To study the accuracy of spirometry performed with the MIR Spirobank® and to investigate how accurately trained primary-care physicians can perform spirometry using a portable electronic spirometer.

METHODS

Patients with suspected occupational asthma were submitted to specific bronchial challenge tests in the pulmonary function laboratory according to published recommendations. Serial measurements were performed with the Jaeger MasterScope device (reference standard) or the Spirobank device. Data were generated from 908 parallel measurements on 34 patients.

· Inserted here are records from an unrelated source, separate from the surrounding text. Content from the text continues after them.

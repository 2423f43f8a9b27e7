//! Table-driven method dispatch.
//!
//! Each value type declares its methods as [`MethodSig`] entries; dispatch
//! checks arity against the table before running the implementation. List
//! and dictionary mutators deep-copy their non-primitive arguments before
//! storing them, so a stored element never aliases a live variable.

use crate::error::{Result, SymbolError};
use crate::number::{format_number, to_radix_string};
use crate::value::{List, Value};

/// A method signature: fixed parameters, optional tail, and an optional
/// variadic (`unpack`) parameter that absorbs any overflow.
#[derive(Clone, Copy, Debug)]
pub struct MethodSig {
    pub name: &'static str,
    pub required: usize,
    pub optional: usize,
    pub unpack: bool,
}

impl MethodSig {
    pub const fn new(name: &'static str, required: usize, optional: usize, unpack: bool) -> Self {
        Self {
            name,
            required,
            optional,
            unpack,
        }
    }

    /// Checks `supplied` against `required ..= required + optional`
    /// (unbounded above with `unpack`).
    pub fn check_arity(&self, callee: &str, supplied: usize) -> Result<()> {
        let max = self.required + self.optional;
        let ok = supplied >= self.required && (self.unpack || supplied <= max);
        if ok {
            return Ok(());
        }
        let expected = if self.unpack {
            format!("at least {}", self.required)
        } else if self.optional == 0 {
            format!("{}", self.required)
        } else {
            format!("{} to {}", self.required, max)
        };
        Err(SymbolError::ArityMismatch {
            callee: callee.to_string(),
            expected,
            supplied,
        })
    }
}

const NUMBER_METHODS: &[MethodSig] = &[MethodSig::new("to_string", 0, 1, false)];

const WITH_UNIT_METHODS: &[MethodSig] = &[
    MethodSig::new("to_string", 0, 0, false),
    MethodSig::new("to_number", 0, 0, false),
];

const STRING_METHODS: &[MethodSig] = &[
    MethodSig::new("upper", 0, 0, false),
    MethodSig::new("lower", 0, 0, false),
    MethodSig::new("length", 0, 0, false),
    MethodSig::new("concat", 1, 0, false),
    MethodSig::new("split", 0, 1, false),
    MethodSig::new("to_string", 0, 0, false),
];

const LIST_METHODS: &[MethodSig] = &[
    MethodSig::new("append", 1, 0, false),
    MethodSig::new("extend", 1, 0, false),
    MethodSig::new("insert", 2, 0, false),
    MethodSig::new("delete", 1, 0, false),
    MethodSig::new("update", 2, 0, false),
    MethodSig::new("length", 0, 0, false),
    MethodSig::new("index", 1, 0, false),
    MethodSig::new("get", 1, 0, false),
    MethodSig::new("join", 0, 1, false),
    MethodSig::new("to_string", 0, 0, false),
];

const DICTIONARY_METHODS: &[MethodSig] = &[
    MethodSig::new("set", 2, 0, false),
    MethodSig::new("get", 1, 0, false),
    MethodSig::new("delete", 1, 0, false),
    MethodSig::new("keys", 0, 0, false),
    MethodSig::new("values", 0, 0, false),
    MethodSig::new("key_exists", 1, 0, false),
    MethodSig::new("length", 0, 0, false),
    MethodSig::new("clear", 0, 0, false),
    MethodSig::new("to_string", 0, 0, false),
];

const COLOR_METHODS: &[MethodSig] = &[MethodSig::new("to_string", 0, 0, false)];

const BOOLEAN_METHODS: &[MethodSig] = &[MethodSig::new("to_string", 0, 0, false)];

const NULL_METHODS: &[MethodSig] = &[MethodSig::new("to_string", 0, 0, false)];

/// The method table for a value's type.
pub fn method_table(value: &Value) -> &'static [MethodSig] {
    match value {
        Value::Null => NULL_METHODS,
        Value::Number(_) => NUMBER_METHODS,
        Value::WithUnit(_) => WITH_UNIT_METHODS,
        Value::Str(_) => STRING_METHODS,
        Value::Boolean(_) => BOOLEAN_METHODS,
        Value::List(_) => LIST_METHODS,
        Value::Dictionary(_) => DICTIONARY_METHODS,
        Value::Color(_) => COLOR_METHODS,
    }
}

/// True if the value's type declares the method.
pub fn has_method(value: &Value, name: &str) -> bool {
    let canonical = canonical_name(name);
    method_table(value).iter().any(|sig| sig.name == canonical)
}

/// Method names are matched case-insensitively; `keyExists` is the spelled
/// alias of `key_exists`.
fn canonical_name(name: &str) -> String {
    let lower = name.to_lowercase();
    if lower == "keyexists" {
        "key_exists".to_string()
    } else {
        lower
    }
}

/// Dispatches a method call on `value`.
///
/// Mutating list/dictionary methods update the receiver in place and
/// return `Null`; the interpreter routes variable receivers here through
/// the symbol table's mutable slot so the mutation sticks.
pub fn call_method(value: &mut Value, name: &str, args: Vec<Value>) -> Result<Value> {
    let canonical = canonical_name(name);
    let type_name = value.type_name();

    let sig = method_table(value)
        .iter()
        .find(|sig| sig.name == canonical)
        .ok_or_else(|| SymbolError::UnknownMethod {
            type_name: type_name.clone(),
            method: name.to_string(),
        })?;

    let callee = format!("{type_name}.{}", sig.name);
    sig.check_arity(&callee, args.len())?;

    // Rendered up front: `to_string` arms cannot re-borrow the receiver
    // while a variant binding is live.
    let rendered = value.render();

    match value {
        Value::Number(n) => match canonical.as_str() {
            "to_string" => match args.first() {
                None => Ok(Value::Str(format_number(n.value))),
                Some(radix) => {
                    let radix = expect_integer(&callee, radix)?;
                    Ok(Value::Str(to_radix_string(n.value, radix)?))
                }
            },
            _ => unreachable!("method table covers dispatch"),
        },
        Value::WithUnit(n) => match canonical.as_str() {
            "to_string" => Ok(Value::Str(rendered)),
            "to_number" => Ok(Value::Number(n.to_number())),
            _ => unreachable!("method table covers dispatch"),
        },
        Value::Str(s) => match canonical.as_str() {
            "upper" => Ok(Value::Str(s.to_uppercase())),
            "lower" => Ok(Value::Str(s.to_lowercase())),
            "length" => Ok(Value::int(s.chars().count() as f64)),
            "concat" => {
                let other = expect_string(&callee, &args[0])?;
                Ok(Value::Str(format!("{s}{other}")))
            }
            "split" => {
                let parts: Vec<Value> = match args.first() {
                    Some(delim) => {
                        let delim = expect_string(&callee, delim)?;
                        s.split(delim.as_str()).map(Value::str).collect()
                    }
                    // No delimiter: one element per character.
                    None => s.chars().map(|c| Value::str(c.to_string())).collect(),
                };
                Ok(Value::List(List::explicit(parts)))
            }
            "to_string" => Ok(Value::Str(s.clone())),
            _ => unreachable!("method table covers dispatch"),
        },
        Value::List(list) => match canonical.as_str() {
            "append" => {
                list.items.push(copy_for_store(&args[0]));
                Ok(Value::Null)
            }
            "extend" => {
                match &args[0] {
                    Value::List(other) => {
                        list.items.extend(other.items.iter().map(copy_for_store));
                    }
                    single => list.items.push(copy_for_store(single)),
                }
                Ok(Value::Null)
            }
            "insert" => {
                let index = expect_integer(&callee, &args[0])?;
                if index < 0 || index as usize > list.items.len() {
                    return Err(SymbolError::IndexOutOfBounds {
                        index,
                        length: list.items.len(),
                    });
                }
                list.items.insert(index as usize, copy_for_store(&args[1]));
                Ok(Value::Null)
            }
            "delete" => {
                let index = expect_index(&callee, &args[0], list.items.len())?;
                list.items.remove(index);
                Ok(Value::Null)
            }
            "update" => {
                let index = expect_index(&callee, &args[0], list.items.len())?;
                list.items[index] = copy_for_store(&args[1]);
                Ok(Value::Null)
            }
            "length" => Ok(Value::int(list.items.len() as f64)),
            "index" => {
                let found = list.items.iter().position(|item| item.equals(&args[0]));
                match found {
                    Some(i) => Ok(Value::int(i as f64)),
                    None => Ok(Value::Null),
                }
            }
            "get" => {
                let index = expect_index(&callee, &args[0], list.items.len())?;
                Ok(list.items[index].deep_copy())
            }
            "join" => {
                let sep = match args.first() {
                    Some(arg) => expect_string(&callee, arg)?,
                    None => ", ".to_string(),
                };
                let joined = list
                    .items
                    .iter()
                    .map(Value::render)
                    .collect::<Vec<_>>()
                    .join(&sep);
                Ok(Value::Str(joined))
            }
            "to_string" => Ok(Value::Str(rendered)),
            _ => unreachable!("method table covers dispatch"),
        },
        Value::Dictionary(dict) => match canonical.as_str() {
            "set" => {
                let key = expect_string(&callee, &args[0])?;
                dict.entries.insert(key, copy_for_store(&args[1]));
                Ok(Value::Null)
            }
            "get" => {
                let key = expect_string(&callee, &args[0])?;
                Ok(dict
                    .entries
                    .get(&key)
                    .map(Value::deep_copy)
                    .unwrap_or(Value::Null))
            }
            "delete" => {
                let key = expect_string(&callee, &args[0])?;
                // shift_remove keeps the insertion order of the rest.
                dict.entries.shift_remove(&key);
                Ok(Value::Null)
            }
            "keys" => Ok(Value::List(List::explicit(
                dict.entries.keys().map(Value::str).collect(),
            ))),
            "values" => Ok(Value::List(List::explicit(
                dict.entries.values().map(Value::deep_copy).collect(),
            ))),
            "key_exists" => {
                let key = expect_string(&callee, &args[0])?;
                Ok(Value::Boolean(dict.entries.contains_key(&key)))
            }
            "length" => Ok(Value::int(dict.entries.len() as f64)),
            "clear" => {
                dict.entries.clear();
                Ok(Value::Null)
            }
            "to_string" => Ok(Value::Str(rendered)),
            _ => unreachable!("method table covers dispatch"),
        },
        Value::Color(_) | Value::Boolean(_) | Value::Null => match canonical.as_str() {
            "to_string" => Ok(Value::Str(rendered)),
            _ => unreachable!("method table covers dispatch"),
        },
    }
}

/// Containers store deep copies of non-primitive arguments.
fn copy_for_store(value: &Value) -> Value {
    if value.is_primitive() {
        value.clone()
    } else {
        value.deep_copy()
    }
}

fn expect_string(callee: &str, value: &Value) -> Result<String> {
    match value {
        Value::Str(s) => Ok(s.clone()),
        other => Err(SymbolError::TypeMismatch {
            expected: format!("String for {callee}"),
            found: other.type_name(),
        }),
    }
}

fn expect_integer(callee: &str, value: &Value) -> Result<i64> {
    match value {
        Value::Number(n) if n.value.fract() == 0.0 => Ok(n.value as i64),
        other => Err(SymbolError::TypeMismatch {
            expected: format!("integer Number for {callee}"),
            found: other.type_name(),
        }),
    }
}

fn expect_index(callee: &str, value: &Value, length: usize) -> Result<usize> {
    let index = expect_integer(callee, value)?;
    if index < 0 || index as usize >= length {
        return Err(SymbolError::IndexOutOfBounds { index, length });
    }
    Ok(index as usize)
}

Furthermore, 16 patients with documented moderate to severe COPD were examined in a carousel set-up by four trained physicians who each used his/her own Spirobank device coupled to a laptop computer.

RESULTS

The Spirobank spirometer performed very well compared with the Jaeger MasterScope in a laboratory environment, displaying an underestimation of the forced expiratory volume in 1 s (FEV(1)) and FEV(1)/forced vital capacity (FVC) of 2-5%. High correlations were found for the pulmonary function parameters. The highest correlation was for FEV(1) (r(2) = 0.949) and the lowest for the maximum expiratory flow at 25% of FVC (MEF(25)) (r(2) = 0.864). Only 2% of the observed variation in the measurement results could be explained by the type of device.

CONCLUSIONS

The Spirobank device seems to be appropriate for research purposes if the standardized protocol is used correctly and the acceptability criteria are respected.

摘要

背景

随着紧凑型、便携式、高效微肺活量计的出现,肺功能测试不再仅在专门的实验室进行。然而,人们仍然认为,小流量感应装置不如容量感应肺活量计准确。

目的

研究 MIR Spirobank® 进行肺活量测定的准确性,并研究经过培训的初级保健医生使用便携式电子肺活量计进行肺活量测定的准确性。

方法

根据已发表的建议,将疑似职业性哮喘的患者送到肺功能实验室进行特定的支气管激发试验。使用 Jaeger MasterScope 设备(参考标准)或 Spirobank 设备进行连续测量。从 34 名患者的 908 次平行测量中生成数据。此外,在旋转架设置中对 16 名患有明确的中重度 COPD 的患者进行了检查,四名经过培训的医生使用自己的 Spirobank 设备与笔记本电脑相连,每位医生各进行一次测量。

结果

在实验室环境中,Spirobank 肺活量计与 Jaeger MasterScope 相比表现非常出色,仅低估了 1 秒用力呼气量(FEV1)和 FEV1/用力肺活量(FVC)2-5%。肺功能参数相关性较高。相关性最高的是 FEV1(r²=0.949),最低的是 25%用力肺活量时的最大呼气流量(MEF25)(r²=0.864)。仅 2%的观察到的测量结果变化可以用设备类型来解释。

结论

如果正确使用标准化方案并遵守可接受标准,Spirobank 设备似乎适合用于研究目的。